Now that I think of it, lets ask a roger! They speak the language of the masses!
Hey roger!! Oh shit, he’s still on the last Post. Damn, I think he might be a little cross with us, after we wrote something about his blog that, for some totally un-reasonable reason he thinks is being critical of him (or his kind) (or the herd) (or whatever). Wait…a…minute!! We’re clarks!! We can go up and ask him anyway!! (Free Tee Shirt to any Reader who can explain to us why it is a clark, admittedly a person who hates conflict, is still comfortable going up to a person that they have just provoked with a personal attack on his public efforts at a blog and ask that person for a favor.
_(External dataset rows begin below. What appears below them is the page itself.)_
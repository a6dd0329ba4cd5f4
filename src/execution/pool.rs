// src/execution/pool.rs
//! Pooled interpreter execution backend
//!
//! A bounded pool of persistent interpreter workers, created lazily behind a
//! single-entry initialization gate so concurrent first callers cannot
//! double-initialize. Initialization raises the process-scope execution
//! restriction ceiling, loads vendor modules per the resolver's plan, and
//! smoke-tests each worker. If initialization fails the pool reports itself
//! unavailable and every later call fails fast without reattempting.
//!
//! # Architecture
//!
//! ```text
//! ShellPool
//! ├─ Idle: [Worker1, Worker2, ...]   (ready interpreter processes)
//! ├─ Leased: [Worker3, ...]          (running scripts)
//! └─ Waiters: [Caller1, ...]         (blocked on the capacity semaphore)
//! ```
//!
//! Requests beyond capacity block until a slot frees, deliberate
//! backpressure against unbounded interpreter creation. A deadline mid-run
//! abandons the slot: the worker is killed, the permit returns, and the next
//! lease spawns a fresh worker.

use crate::execution::interpreter::InterpreterProfile;
use crate::execution::types::{parse_objects, ExecutionRequest, ExecutionResult, FailureKind};
use crate::execution::worker::{ShellWorker, WorkerConfig};
use crate::modules::resolver::{self, ModuleLoadPlan, ModuleResolver};
use crate::utils::config::EngineConfig;
use crate::utils::errors::{EngineError, Result};
use std::sync::atomic::{AtomicUsize, Ordering};
use std::sync::Arc;
use std::time::{Duration, Instant};
use tokio::sync::{Mutex, OnceCell, Semaphore};
use tracing::{debug, info, warn};

const SMOKE_MARKER: &str = "VIRTOPS_POOL_READY";

/// Configuration for the interpreter pool
#[derive(Debug, Clone)]
pub struct PoolConfig {
    /// Number of persistent workers (minimum 1)
    pub capacity: usize,

    /// Worker spawn settings
    pub worker: WorkerConfig,

    /// Smoke-test each worker during initialization
    pub smoke_test: bool,

    /// Timeout for each initialization step per worker
    pub init_timeout: Duration,
}

impl PoolConfig {
    pub fn new(capacity: usize, worker: WorkerConfig) -> Self {
        Self {
            capacity: capacity.max(1),
            worker,
            smoke_test: true,
            init_timeout: Duration::from_secs(120),
        }
    }

    /// Build pool configuration from engine configuration
    pub fn from_engine_config(config: &EngineConfig, profile: InterpreterProfile) -> Self {
        let mut worker = WorkerConfig::new(profile);
        worker.inherit_environment = config.execution.inherit_environment;
        worker.env_vars = config
            .execution
            .env_vars
            .iter()
            .map(|(k, v)| (k.clone(), v.clone()))
            .collect();

        let mut pool = Self::new(config.pool.capacity, worker);
        pool.smoke_test = config.pool.smoke_test;
        pool
    }
}

/// What initialization decided, memoized for the pool's lifetime
enum InitOutcome {
    Ready {
        /// Module-loading script replayed on every replacement worker
        load_script: Option<String>,

        /// The resolved plan with loaded flags from the first worker
        plan: Option<ModuleLoadPlan>,
    },
    Unavailable(String),
}

/// Pool statistics
#[derive(Debug, Clone)]
pub struct PoolStats {
    pub capacity: usize,
    pub available_slots: usize,
    pub busy_slots: usize,
    pub idle_workers: usize,
}

/// Bounded pool of persistent interpreter workers
pub struct ShellPool {
    config: PoolConfig,
    resolver: Arc<ModuleResolver>,
    init: OnceCell<InitOutcome>,
    semaphore: Arc<Semaphore>,
    idle: Mutex<Vec<ShellWorker>>,
    next_worker_id: AtomicUsize,
}

impl ShellPool {
    /// Create an uninitialized pool; workers spawn on first use
    pub fn new(config: PoolConfig, resolver: Arc<ModuleResolver>) -> Self {
        let capacity = config.capacity;
        Self {
            config,
            resolver,
            init: OnceCell::new(),
            semaphore: Arc::new(Semaphore::new(capacity)),
            idle: Mutex::new(Vec::with_capacity(capacity)),
            next_worker_id: AtomicUsize::new(1),
        }
    }

    /// The module plan in effect, once initialization has run
    pub fn module_plan(&self) -> Option<&ModuleLoadPlan> {
        match self.init.get() {
            Some(InitOutcome::Ready { plan, .. }) => plan.as_ref(),
            _ => None,
        }
    }

    /// Pool statistics
    pub async fn stats(&self) -> PoolStats {
        let idle = self.idle.lock().await.len();
        let available = self.semaphore.available_permits();
        PoolStats {
            capacity: self.config.capacity,
            available_slots: available,
            busy_slots: self.config.capacity - available,
            idle_workers: idle,
        }
    }

    /// Execute a request on a pooled worker.
    ///
    /// `Err` means the pool mechanism could not run the script (unavailable
    /// after failed initialization, worker spawn failure); script errors,
    /// timeouts and cancellations come back as classified `Ok` results.
    pub async fn execute(&self, request: &ExecutionRequest) -> Result<ExecutionResult> {
        let started = Instant::now();

        let load_script = match self.ensure_initialized().await {
            InitOutcome::Ready { load_script, .. } => load_script.clone(),
            InitOutcome::Unavailable(reason) => {
                return Err(EngineError::PoolUnavailable(reason.clone()));
            }
        };

        // Lease a slot under the request's own deadline; waiting for
        // capacity counts against the caller's timeout.
        let permit = tokio::select! {
            permit = self.semaphore.acquire() => {
                permit.map_err(|_| EngineError::PoolExhausted)?
            }
            _ = tokio::time::sleep(request.timeout) => {
                return Ok(ExecutionResult::failure_message(
                    FailureKind::Timeout,
                    format!("no pool slot freed within {:?}", request.timeout),
                    started.elapsed(),
                ));
            }
            _ = request.cancellation.cancelled() => {
                return Ok(ExecutionResult::failure_message(
                    FailureKind::Cancelled,
                    "cancelled while waiting for a pool slot",
                    started.elapsed(),
                ));
            }
        };

        let mut worker = match self.lease_worker(load_script.as_deref()).await {
            Ok(worker) => {
                permit.forget(); // Slot stays claimed until release/abandon
                worker
            }
            Err(e) => return Err(e),
        };

        debug!("Leased worker #{} from pool", worker.id);

        match worker.execute(request).await {
            Ok(output) => {
                let elapsed = started.elapsed();

                if output.died {
                    // The script took the interpreter down with it; the slot
                    // frees and the next lease spawns a replacement.
                    warn!("Worker #{} died mid-script", worker.id);
                    self.semaphore.add_permits(1);

                    let error = if output.error.trim().is_empty() {
                        "interpreter process exited while running the script".to_string()
                    } else {
                        output.error
                    };
                    return Ok(ExecutionResult::failed(
                        FailureKind::Script,
                        output.output,
                        error,
                        elapsed,
                    ));
                }

                self.release_worker(worker).await;

                if output.error.trim().is_empty() {
                    let objects = if request.capture_objects {
                        parse_objects(&output.output)
                    } else {
                        Vec::new()
                    };
                    Ok(ExecutionResult::succeeded(output.output, objects, elapsed))
                } else {
                    Ok(ExecutionResult::failed(
                        FailureKind::Script,
                        output.output,
                        output.error,
                        elapsed,
                    ))
                }
            }
            Err(EngineError::ExecutionTimeout) => {
                debug!("Abandoning slot of worker #{} after timeout", worker.id);
                self.semaphore.add_permits(1);
                Ok(ExecutionResult::failure_message(
                    FailureKind::Timeout,
                    format!("execution timed out after {:?}", request.timeout),
                    started.elapsed(),
                ))
            }
            Err(EngineError::ExecutionCancelled) => {
                debug!("Abandoning slot of worker #{} after cancellation", worker.id);
                self.semaphore.add_permits(1);
                Ok(ExecutionResult::failure_message(
                    FailureKind::Cancelled,
                    "execution cancelled by caller",
                    started.elapsed(),
                ))
            }
            Err(e) => {
                self.semaphore.add_permits(1);
                Err(e)
            }
        }
    }

    /// Shut down all idle workers. Leased workers die with their processes
    /// when dropped (`kill_on_drop`).
    pub async fn shutdown(&self) {
        let mut idle = self.idle.lock().await;
        info!("Shutting down {} idle pool workers", idle.len());
        for mut worker in idle.drain(..) {
            worker.shutdown().await;
        }
    }

    /// Single-entry initialization gate; concurrent first callers wait on
    /// the same in-flight attempt, and the outcome is never recomputed.
    async fn ensure_initialized(&self) -> &InitOutcome {
        self.init
            .get_or_init(|| async {
                match self.initialize().await {
                    Ok(outcome) => outcome,
                    Err(e) => {
                        warn!("Pool initialization failed: {}", e);
                        InitOutcome::Unavailable(e.to_string())
                    }
                }
            })
            .await
    }

    async fn initialize(&self) -> Result<InitOutcome> {
        info!(
            "Initializing interpreter pool with {} workers",
            self.config.capacity
        );

        // Resolve the module plan once per pool lifetime
        let (mut plan, load_script) = if self.config.worker.profile.kind.supports_vendor_modules()
        {
            let plan = self.resolver.plan().await?.clone();
            for note in &plan.diagnostics {
                info!("Module resolution: {}", note);
            }
            let script = resolver::load_script(&plan);
            (Some(plan), script)
        } else {
            (None, None)
        };

        let mut workers = Vec::with_capacity(self.config.capacity);
        for index in 0..self.config.capacity {
            let (worker, load_failures) = self
                .spawn_initialized_worker(load_script.as_deref())
                .await?;

            // The first worker's load results stamp the plan's loaded flags
            if index == 0 {
                if let (Some(plan), Some(_)) = (plan.as_mut(), load_script.as_ref()) {
                    plan.apply_load_results(&load_failures);
                    if !plan.has_mandatory_loaded() {
                        return Err(EngineError::PoolUnavailable(
                            "no mandatory vendor module could be loaded".to_string(),
                        ));
                    }
                }
            }

            workers.push(worker);
        }

        let count = workers.len();
        *self.idle.lock().await = workers;

        info!("Interpreter pool initialized with {} workers", count);
        Ok(InitOutcome::Ready { load_script, plan })
    }

    /// Spawn a worker and run its initialization sequence: restriction
    /// bypass, module loading, smoke test. Returns the worker plus the
    /// names of modules that failed every load strategy.
    async fn spawn_initialized_worker(
        &self,
        load_script: Option<&str>,
    ) -> Result<(ShellWorker, Vec<String>)> {
        let id = self.next_worker_id.fetch_add(1, Ordering::Relaxed);
        let (mut worker, load_failures) = ShellWorker::spawn_prepared(
            id,
            self.config.worker.clone(),
            load_script,
            self.config.init_timeout,
        )
        .await?;

        if self.config.smoke_test {
            let kind = self.config.worker.profile.kind;
            let smoke = kind.stdout_marker(SMOKE_MARKER);
            let out = worker.execute_raw(&smoke, self.config.init_timeout).await?;
            if out.died || !out.output.contains(SMOKE_MARKER) {
                return Err(EngineError::PoolUnavailable(format!(
                    "worker #{} failed its smoke test",
                    worker.id
                )));
            }
        }

        Ok((worker, load_failures))
    }

    /// Take an idle worker or spawn a replacement for an abandoned slot
    async fn lease_worker(&self, load_script: Option<&str>) -> Result<ShellWorker> {
        if let Some(worker) = self.idle.lock().await.pop() {
            if worker.is_alive() {
                return Ok(worker);
            }
            debug!("Discarding dead idle worker #{}", worker.id);
        }

        let (worker, _) = self.spawn_initialized_worker(load_script).await?;
        Ok(worker)
    }

    /// Return a worker to the idle set and free its slot
    async fn release_worker(&self, worker: ShellWorker) {
        debug!("Releasing worker #{} back to pool", worker.id);
        self.idle.lock().await.push(worker);
        self.semaphore.add_permits(1);
    }
}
Who the hell does that kind of thing?)
…Hey RCoyne!! What do you think is best (for the Doctrine) to write on the back of the Tee Shirt?
http://www.youtube.com/watch?v=PtXnUEW_OXw
Rogers…they’re not just for dinner anymore…
That actually appeared in one of my repetitive prophetic anxiety-ridden dreams the other night.
lol
Ok we have 2 out of three:
clarks: (tap, tap) is this thing on?
scotts:
rogers: they’re not just for dinner anymore
Hey scotts step on up and no, you can’t just print the word: ” FUCK!!!!!!!!!!! in giant dayglo* colors with a battery-operated recorder woven into the fabric that will say, “Hey you like what you read?? Huh? Do you?…I got your Tee Shirt…Right here!!!”
now get your mind working so we can get these things into existence.
* dayglo…it’s a ‘now old’ person’s thing
Scotts: “Hey!”
Dman…of course
OK folks…going once…going twice…
clarks: (tap, tap) is this thing on?
scotts: Hey!
rogers: they’re not just for dinner anymore
lol…you know I meant ‘Damn’…right? lol frickin clakrs…
Could have been read as “duh man”. And I am sure you meant “clarks” LOL
Love the roger slogan.
The clark one is so very, very clarklike you have to like it.
But “Hey”? Are you fu*@’g kidding Lenny? You on drugs or sumpin”? Better. Make it better.
actually I’m with L on this one…HEY!! (I will suggest we capitalize all the letters…(and extra exclas)
Hey You! Yes YOU… don’t turn around. I’m talking to you.